2. The design will create links among the disciplines and between the divisions. The design will enhance opportunities for general education and the major to mutually support each other.
3. The design will not increase the number of required credit hours in general education.
Student Experience
4. The design will take into account students' progression from the freshman to senior years. Students will take general education courses throughout their undergraduate academic career. The design will reflect coherence throughout the general education program.
5. The design will reflect the importance of students having a core experience in the general education curriculum.
6. The design will offer students opportunities for depth in the general education curriculum, as well as for breadth.
Curriculum and Pedagogy
7. The design will ensure coverage of the knowledge domains and skills, as stated in the Mission Statement and Goals for General Education at UNCA. The design will encourage the extension and application of these knowledge domains and skills elsewhere in the curriculum. [Note: The Faculty Senate has placed the SACS-mandated competencies (oral communication and computer use) in the degree programs.]
8. The design will reflect UNCA's institutional mission to provide diversity-informed learning experiences for all students. While diversity may be broadly construed, for their primary focus, these experiences will examine sexism, racism, and other related forms of oppression/discrimination.

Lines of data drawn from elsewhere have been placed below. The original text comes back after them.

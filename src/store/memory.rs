//! In-process value store.

use async_trait::async_trait;
use futures::stream::{self, StreamExt};
use parking_lot::RwLock;
use std::collections::HashMap;
use tokio::sync::broadcast;
use tracing::{debug, info, warn};

use crate::data::Value;
use crate::error::Result;
use crate::store::{ValueStore, ValueStream};

/// A [`ValueStore`] kept in memory, with a broadcast channel per watched key.
///
/// Every `set` is recorded, which makes the store double as a test recorder.
pub struct MemoryStore {
    values: RwLock<HashMap<String, Value>>,
    watchers: RwLock<HashMap<String, broadcast::Sender<Value>>>,
    history: RwLock<Vec<(String, Value)>>,
}

impl MemoryStore {
    /// Create an empty store.
    pub fn new() -> Self {
        Self {
            values: RwLock::new(HashMap::new()),
            watchers: RwLock::new(HashMap::new()),
            history: RwLock::new(Vec::new()),
        }
    }

    /// Create a store holding `entries`, without recording them as writes.
    pub fn with_values<'a>(entries: impl IntoIterator<Item = (&'a str, Value)>) -> Self {
        let store = Self::new();
        store.values.write().extend(
            entries
                .into_iter()
                .map(|(key, value)| (key.to_string(), value)),
        );
        store
    }

    /// Every write so far, in order.
    pub fn history(&self) -> Vec<(String, Value)> {
        self.history.read().clone()
    }

    /// Every value written to `key`, in order.
    pub fn writes_to(&self, key: &str) -> Vec<Value> {
        self.history
            .read()
            .iter()
            .filter(|(k, _)| k == key)
            .map(|(_, v)| v.clone())
            .collect()
    }

    fn sender(&self, key: &str) -> broadcast::Sender<Value> {
        if let Some(tx) = self.watchers.read().get(key) {
            return tx.clone();
        }
        self.watchers
            .write()
            .entry(key.to_string())
            .or_insert_with(|| broadcast::channel(64).0)
            .clone()
    }
}

impl Default for MemoryStore {
    fn default() -> Self {
        Self::new()
    }
}

#[async_trait]
impl ValueStore for MemoryStore {
    async fn set(&self, key: &str, value: Value) -> Result<()> {
        info!("{} = {}", key, value);

        self.values.write().insert(key.to_string(), value.clone());
        self.history.write().push((key.to_string(), value.clone()));

        let watcher = self.watchers.read().get(key).cloned();
        if let Some(tx) = watcher {
            if tx.send(value).is_err() {
                debug!("No active watchers for {}", key);
            }
        }

        Ok(())
    }

    async fn get(&self, key: &str) -> Result<Option<Value>> {
        Ok(self.values.read().get(key).cloned())
    }

    async fn watch(&self, key: &str) -> Result<ValueStream> {
        let rx = self.sender(key).subscribe();
        let key = key.to_string();

        Ok(stream::unfold((rx, key), |(mut rx, key)| async move {
            loop {
                match rx.recv().await {
                    Ok(value) => return Some((value, (rx, key))),
                    Err(broadcast::error::RecvError::Lagged(skipped)) => {
                        warn!("Watch on {} skipped {} changes", key, skipped);
                    }
                    Err(broadcast::error::RecvError::Closed) => return None,
                }
            }
        })
        .boxed())
    }
}
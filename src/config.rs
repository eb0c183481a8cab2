//! Configuration for sessions and the gateway.

use std::path::PathBuf;
use std::time::Duration;

use crate::ble::address::PeripheralAddress;
use crate::data::SamplingInterval;

/// Timeouts bounding each suspension point of a session.
#[derive(Debug, Clone, Copy, PartialEq, Eq)]
#[cfg_attr(feature = "serde", derive(serde::Serialize, serde::Deserialize))]
pub struct SessionConfig {
    /// How long discovery may run before the device counts as not found.
    pub scan_timeout: Duration,
    /// Bound on connecting plus service discovery.
    pub connect_timeout: Duration,
    /// Bound on each read, write, subscribe and disconnect.
    pub operation_timeout: Duration,
}

impl SessionConfig {
    /// Default discovery timeout (10 seconds).
    pub const DEFAULT_SCAN_TIMEOUT: Duration = Duration::from_secs(10);
    /// Default connect timeout (15 seconds).
    pub const DEFAULT_CONNECT_TIMEOUT: Duration = Duration::from_secs(15);
    /// Default per-operation timeout (5 seconds).
    pub const DEFAULT_OPERATION_TIMEOUT: Duration = Duration::from_secs(5);

    /// Set the discovery timeout.
    pub fn with_scan_timeout(mut self, timeout: Duration) -> Self {
        self.scan_timeout = timeout;
        self
    }

    /// Set the connect timeout.
    pub fn with_connect_timeout(mut self, timeout: Duration) -> Self {
        self.connect_timeout = timeout;
        self
    }

    /// Set the per-operation timeout.
    pub fn with_operation_timeout(mut self, timeout: Duration) -> Self {
        self.operation_timeout = timeout;
        self
    }
}

impl Default for SessionConfig {
    fn default() -> Self {
        Self {
            scan_timeout: Self::DEFAULT_SCAN_TIMEOUT,
            connect_timeout: Self::DEFAULT_CONNECT_TIMEOUT,
            operation_timeout: Self::DEFAULT_OPERATION_TIMEOUT,
        }
    }
}

/// Everything the gateway needs besides its collaborators.
#[derive(Debug, Clone, PartialEq)]
#[cfg_attr(feature = "serde", derive(serde::Serialize, serde::Deserialize))]
pub struct RelayConfig {
    /// Address of the peripheral.
    pub address: PeripheralAddress,
    /// Session timeouts.
    pub session: SessionConfig,
    /// Interval written to the store when it holds none yet.
    pub default_interval: SamplingInterval,
    /// IIO device directory of the humidity sensor, if not auto-detected.
    pub humidity_device: Option<PathBuf>,
    /// Framebuffer of the LED matrix; light control is off when unset.
    pub framebuffer: Option<PathBuf>,
}

impl RelayConfig {
    /// Config with defaults for everything but the address.
    pub fn new(address: PeripheralAddress) -> Self {
        Self {
            address,
            session: SessionConfig::default(),
            default_interval: SamplingInterval::default(),
            humidity_device: None,
            framebuffer: None,
        }
    }

    /// Set the session timeouts.
    pub fn with_session(mut self, session: SessionConfig) -> Self {
        self.session = session;
        self
    }

    /// Set the interval seeded into an empty store.
    pub fn with_default_interval(mut self, interval: SamplingInterval) -> Self {
        self.default_interval = interval;
        self
    }
}
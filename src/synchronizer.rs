//! Sampling interval synchronization.
//!
//! The value store holds the authoritative interval. Every change is
//! validated, cached, applied to the humidity loop and written to the
//! peripheral over UART TX as decimal ASCII.

use parking_lot::RwLock;
use std::sync::Arc;
use tracing::{debug, info, warn};

use crate::ble::binding::CharacteristicBinding;
use crate::data::{SamplingInterval, Value};
use crate::error::Result;
use crate::relay::TelemetryRelay;

#[derive(Debug, Default)]
struct CachedInterval {
    interval: Option<SamplingInterval>,
    generation: u64,
}

/// An interval taken into the cache and waiting to be written.
#[derive(Debug, Clone, Copy, PartialEq, Eq)]
pub struct AcceptedInterval {
    /// The validated interval.
    pub interval: SamplingInterval,
    generation: u64,
}

/// Keeps the peripheral and the humidity loop on the store's interval.
pub struct IntervalSynchronizer {
    tx: CharacteristicBinding,
    relay: Arc<TelemetryRelay>,
    cache: RwLock<CachedInterval>,
    write_order: tokio::sync::Mutex<()>,
}

impl IntervalSynchronizer {
    /// Create a synchronizer writing through `tx`.
    pub fn new(tx: CharacteristicBinding, relay: Arc<TelemetryRelay>) -> Self {
        Self {
            tx,
            relay,
            cache: RwLock::new(CachedInterval::default()),
            write_order: tokio::sync::Mutex::new(()),
        }
    }

    /// The last accepted interval.
    pub fn cached(&self) -> Option<SamplingInterval> {
        self.cache.read().interval
    }

    /// Apply an interval value read from the store.
    ///
    /// Concurrent calls are safe: writes reach the peripheral one at a time,
    /// and a value superseded while waiting for its turn is not sent, so the
    /// value accepted last is always the last one written.
    ///
    /// # Errors
    ///
    /// [`Error::InvalidInterval`](crate::Error::InvalidInterval) if `value`
    /// is not a whole number in 1..=10; the cache is left unchanged. Write
    /// errors from the TX binding are passed through.
    pub async fn on_remote_interval_changed(&self, value: &Value) -> Result<SamplingInterval> {
        let accepted = self.accept(value)?;
        self.send(accepted).await
    }

    /// Validate `value` and make it the current interval without writing it.
    ///
    /// Callers that receive changes in order call this in that order and
    /// hand the result to [`send`](Self::send), possibly from another task.
    pub fn accept(&self, value: &Value) -> Result<AcceptedInterval> {
        let interval = match SamplingInterval::from_value(value) {
            Ok(interval) => interval,
            Err(e) => {
                warn!("Ignoring interval {}: {}", value, e);
                return Err(e);
            }
        };

        let generation = {
            let mut cache = self.cache.write();
            cache.generation += 1;
            cache.interval = Some(interval);
            self.relay.set_humidity_period(interval.as_duration());
            cache.generation
        };
        info!("Sampling interval is now {}", interval);

        Ok(AcceptedInterval {
            interval,
            generation,
        })
    }

    /// Write an accepted interval to the peripheral, unless a later one has
    /// been accepted since.
    pub async fn send(&self, accepted: AcceptedInterval) -> Result<SamplingInterval> {
        let AcceptedInterval {
            interval,
            generation,
        } = accepted;

        let _order = self.write_order.lock().await;
        if self.cache.read().generation != generation {
            debug!("Interval {} superseded before it was sent", interval);
            return Ok(interval);
        }

        self.tx.write(&interval.encode()).await?;
        debug!("Sent interval {} to peripheral", interval);

        Ok(interval)
    }
}

impl std::fmt::Debug for IntervalSynchronizer {
    fn fmt(&self, f: &mut std::fmt::Formatter<'_>) -> std::fmt::Result {
        f.debug_struct("IntervalSynchronizer")
            .field("tx", &self.tx)
            .field("cached", &self.cached())
            .finish()
    }
}
//! LED light control from the value store.
//!
//! Setting `update_light` to true applies the pixel described by
//! `light_row`, `light_col` and `light_r/g/b`, then the flag is cleared.

use futures::stream::StreamExt;
use std::sync::Arc;
use tokio_util::sync::CancellationToken;
use tracing::{debug, info, warn};

use crate::data::Value;
use crate::error::{Error, Result};
use crate::hat::{LedMatrix, Rgb, MATRIX_SIZE};
use crate::store::{keys, ValueStore};

/// One pixel update requested through the store.
#[derive(Debug, Clone, Copy, PartialEq, Eq)]
#[cfg_attr(feature = "serde", derive(serde::Serialize, serde::Deserialize))]
pub struct LightCommand {
    /// Row, 0–7.
    pub row: u8,
    /// Column, 0–7.
    pub col: u8,
    /// Colour to set.
    pub color: Rgb,
}

impl LightCommand {
    /// Read and validate the light keys.
    pub async fn fetch(store: &dyn ValueStore) -> Result<Self> {
        Ok(Self {
            row: fetch_u8(store, keys::LIGHT_ROW, MATRIX_SIZE - 1).await?,
            col: fetch_u8(store, keys::LIGHT_COL, MATRIX_SIZE - 1).await?,
            color: Rgb::new(
                fetch_u8(store, keys::LIGHT_R, u8::MAX).await?,
                fetch_u8(store, keys::LIGHT_G, u8::MAX).await?,
                fetch_u8(store, keys::LIGHT_B, u8::MAX).await?,
            ),
        })
    }
}

async fn fetch_u8(store: &dyn ValueStore, key: &str, max: u8) -> Result<u8> {
    let value = store.get(key).await?;
    let parsed = value
        .as_ref()
        .and_then(Value::as_i64)
        .filter(|n| (0..=max as i64).contains(n))
        .map(|n| n as u8);

    parsed.ok_or_else(|| Error::InvalidParameter {
        name: key.to_string(),
        value: value.map_or_else(|| "<missing>".to_string(), |v| v.to_string()),
    })
}

/// Applies light commands to an LED matrix.
pub struct LightController {
    store: Arc<dyn ValueStore>,
    matrix: Arc<dyn LedMatrix>,
}

impl LightController {
    /// Create a controller.
    pub fn new(store: Arc<dyn ValueStore>, matrix: Arc<dyn LedMatrix>) -> Self {
        Self { store, matrix }
    }

    /// React to a new `update_light` value.
    ///
    /// Returns the applied command, or `None` when the flag is not set. The
    /// flag is cleared after every attempt, including failed ones.
    pub async fn on_update_flag(&self, flag: &Value) -> Result<Option<LightCommand>> {
        if flag.as_bool() != Some(true) {
            return Ok(None);
        }

        let applied = self.apply().await;
        self.store.set(keys::UPDATE_LIGHT, Value::Bool(false)).await?;

        applied.map(Some)
    }

    async fn apply(&self) -> Result<LightCommand> {
        let command = LightCommand::fetch(self.store.as_ref()).await?;
        self.matrix
            .set_pixel(command.row, command.col, command.color)
            .await?;
        info!(
            "Light ({}, {}) set to rgb({}, {}, {})",
            command.row, command.col, command.color.r, command.color.g, command.color.b
        );
        Ok(command)
    }

    /// Watch `update_light` until `cancel` fires.
    pub async fn run(&self, cancel: CancellationToken) -> Result<()> {
        let mut changes = self.store.watch(keys::UPDATE_LIGHT).await?;
        debug!("Light controller started");

        loop {
            let flag = tokio::select! {
                biased;
                _ = cancel.cancelled() => break,
                next = changes.next() => match next {
                    Some(flag) => flag,
                    None => break,
                },
            };

            if let Err(e) = self.on_update_flag(&flag).await {
                warn!("Light update failed: {}", e);
            }
        }

        debug!("Light controller stopped");
        Ok(())
    }
}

9. The design will encourage collaborative and integrative pedagogical and curricular innovation, such as linked courses, learning communities, course clusters, and other teaching strategies.
10. The design will ensure that writing and critical thinking will be integral throughout the general education program. The design will support the integration of writing and critical thinking into other areas of the curriculum. Students will learn to write and think critically in connection to content and practice.
11. The design will embed and integrate information literacy and library-resource use into general education at multiple levels. Students will learn information literacy and library-resource use in connection to content and practice.
12. The design will encourage faculty to direct students toward participation in curricular enhancements, such as service learning, undergraduate research, internships, international study, and/or off-campus learning experiences.
Institutional and Administrative Support
13. The design will reflect the central importance of general education to the University’s mission. Therefore, general education will figure prominently in faculty recruitment, hiring, retention, reappointment, promotion, tenure, and annual merit evaluation.
14. The design will promote the delivery of general education courses predominantly by fulltime faculty. Commitment to general education will figure prominently in departmental budget allocations.